W sądzie w Londynie we wtorek rozpoczął się proces między aktorem Johnnym Deppem i wydawcą brytyjskiego tabloidu "The Sun". Aktor zarzuca gazecie zniesławienie w związku z artykułami zarzucającymi mu bicie byłej żony Amber Heard.
Przedmiotem pozwu Johnny'ego Deppa przeciw tabloidowi "The Sun" są artykuły z 2018 roku autorstwa Dana Woottona, w których dziennikarz nazwał aktora "damskim bokserem", zarzucając mu dotkliwe pobicie Amber Heard, będącej wówczas jego żoną, przez które miała ona obawiać się o własne życie.
Adwokat o "kłamstwach wyprodukowanych przez panią Heard"
W otwierającym rozprawę oświadczeniu adwokat 57-letniego Deppa David Sherborne powiedział, że wysuwane wielokrotnie przez Amber Heard oskarżenia o przemoc domową wobec Deppa były "kłamstwem, wyprodukowanym przez panią Heard i jej przyjaciół", o czym ma świadczyć "pokaźny materiał dowodowy". Depp dodatkowo oskarżył aktorkę m.in. o romans z jej późniejszym partnerem, miliarderem Elonem Muskiem.
Prawnicy tabloidu zapowiedzieli z kolei, że zamierzają udowodnić, iż określenie "damski bokser" było uprawnione.
Depp i Heard w sądzie
We wtorek w sądzie stawili się zarówno Depp, jak i Heard.
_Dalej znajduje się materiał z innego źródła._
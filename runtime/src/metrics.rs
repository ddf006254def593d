//! Prometheus metrics for the workflow.
//!
//! Metric names live in [`names`] so emitters and the exporter agree on them.
//! Emitting code uses the `metrics` facade directly; without an installed
//! recorder the calls are no-ops, which is what tests rely on.
//!
//! # Example
//!
//! ```rust,no_run
//! use benefits_runtime::metrics::MetricsServer;
//!
//! # async fn example() -> Result<(), Box<dyn std::error::Error>> {
//! let server = MetricsServer::new("0.0.0.0:9090".parse()?);
//! server.start()?;
//! // Scrape http://localhost:9090/metrics
//! # Ok(())
//! # }
//! ```

use metrics::{describe_counter, describe_gauge};
use metrics_exporter_prometheus::PrometheusBuilder;
use std::net::SocketAddr;
use thiserror::Error;

/// Metric names emitted across the workspace.
pub mod names {
    /// Mutating request operations attempted, labelled by `operation`.
    pub const REQUESTS_OPERATIONS_TOTAL: &str = "requests.operations.total";
    /// Operations refused, labelled by `operation` and `reason`.
    pub const REQUESTS_OPERATIONS_REJECTED: &str = "requests.operations.rejected";
    /// Optimistic concurrency losers.
    pub const REQUESTS_CONCURRENCY_CONFLICTS: &str = "requests.concurrency_conflicts";
    /// Audit entries appended, labelled by `seal`.
    pub const AUDIT_ENTRIES_RECORDED: &str = "audit.entries.recorded";
    /// Audit entries stored under the fallback hash.
    pub const AUDIT_SIGNATURE_FAILURES: &str = "audit.signature_failures";
    /// Events accepted by the bus.
    pub const EVENTS_PUBLISHED: &str = "events.published";
    /// Extra publish attempts beyond the first.
    pub const EVENTS_PUBLISH_RETRIES: &str = "events.publish_retries";
    /// Events dead-lettered after the retry budget ran out.
    pub const EVENTS_PUBLISH_FAILED: &str = "events.publish_failed";
    /// Current dead-letter queue depth.
    pub const DLQ_SIZE: &str = "dlq.size";
    /// Entries refused because the dead-letter queue was full.
    pub const DLQ_REFUSED: &str = "dlq.refused";
    /// Events held back behind a dead-lettered event of the same request.
    pub const EVENTS_HELD: &str = "events.held";
    /// Dead-lettered events published on replay.
    pub const EVENTS_REPLAYED: &str = "events.replayed";
    /// Notifications handed to the sender successfully.
    pub const NOTIFICATIONS_DELIVERED: &str = "notifications.delivered";
    /// Redelivered events ignored by the projector.
    pub const NOTIFICATIONS_DUPLICATES_SKIPPED: &str = "notifications.duplicates_skipped";
    /// Actions processed by a store.
    pub const STORE_ACTIONS_TOTAL: &str = "store.actions.total";
}

/// Errors from metrics operations.
#[derive(Error, Debug)]
pub enum MetricsError {
    /// Failed to build the exporter
    #[error("Failed to build metrics exporter: {0}")]
    Build(String),
    /// Failed to install the global recorder
    #[error("Failed to install metrics recorder: {0}")]
    Install(String),
}

/// Prometheus exporter serving `/metrics` over HTTP.
pub struct MetricsServer {
    addr: SocketAddr,
}

impl MetricsServer {
    /// Create a server that will listen on `addr` once started.
    #[must_use]
    pub const fn new(addr: SocketAddr) -> Self {
        Self { addr }
    }

    /// Listen address.
    #[must_use]
    pub const fn addr(&self) -> SocketAddr {
        self.addr
    }

    /// Install the recorder and spawn the HTTP listener.
    ///
    /// Must be called from inside a Tokio runtime.
    ///
    /// # Errors
    ///
    /// Returns [`MetricsError::Build`] if the exporter cannot be built and
    /// [`MetricsError::Install`] if another global recorder is installed.
    pub fn start(&self) -> Result<(), MetricsError> {
        describe_metrics();

        let (recorder, exporter) = PrometheusBuilder::new()
            .with_http_listener(self.addr)
            .build()
            .map_err(|e| MetricsError::Build(e.to_string()))?;

        metrics::set_global_recorder(recorder).map_err(|e| MetricsError::Install(e.to_string()))?;

        let addr = self.addr;
        tokio::spawn(async move {
            if exporter.await.is_err() {
                tracing::error!(%addr, "Metrics listener stopped");
            }
        });

        tracing::info!(addr = %self.addr, "Metrics server started");
        Ok(())
    }
}

fn describe_metrics() {
    describe_counter!(names::REQUESTS_OPERATIONS_TOTAL, "Mutating request operations attempted");
    describe_counter!(names::REQUESTS_OPERATIONS_REJECTED, "Request operations refused with a typed reason");
    describe_counter!(names::REQUESTS_CONCURRENCY_CONFLICTS, "Operations that lost an optimistic concurrency race");
    describe_counter!(names::AUDIT_ENTRIES_RECORDED, "Audit entries appended");
    describe_counter!(names::AUDIT_SIGNATURE_FAILURES, "Audit entries stored unsigned because signing failed");
    describe_counter!(names::EVENTS_PUBLISHED, "Domain events published to the bus");
    describe_counter!(names::EVENTS_PUBLISH_RETRIES, "Publish retries after a transient bus failure");
    describe_counter!(names::EVENTS_PUBLISH_FAILED, "Domain events dead-lettered");
    describe_gauge!(names::DLQ_SIZE, "Entries waiting in the dead-letter queue");
    describe_counter!(names::DLQ_REFUSED, "Entries refused by a full dead-letter queue");
    describe_counter!(names::EVENTS_HELD, "Events held back behind a dead-lettered event of the same request");
    describe_counter!(names::EVENTS_REPLAYED, "Dead-lettered events published on replay");
    describe_counter!(names::NOTIFICATIONS_DELIVERED, "Notifications delivered");
    describe_counter!(names::NOTIFICATIONS_DUPLICATES_SKIPPED, "Redelivered events skipped by the notification projector");
    describe_counter!(names::STORE_ACTIONS_TOTAL, "Actions processed by reducer stores");
}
Depp zeznawał przed sądem już pierwszego dnia, odpowiadając m.in. na pytania o nagrania rozmów pary. Swoje zeznania ma złożyć również aktorka.
Depp i Heard byli małżeństwem od 2015 r. i rozwiedli się niecałe dwa lata później. Już w maju 2016 r. sąd w Los Angeles zakazał aktorowi zbliżania się do żony z uwagi na oskarżenia o stosowanie przemocy.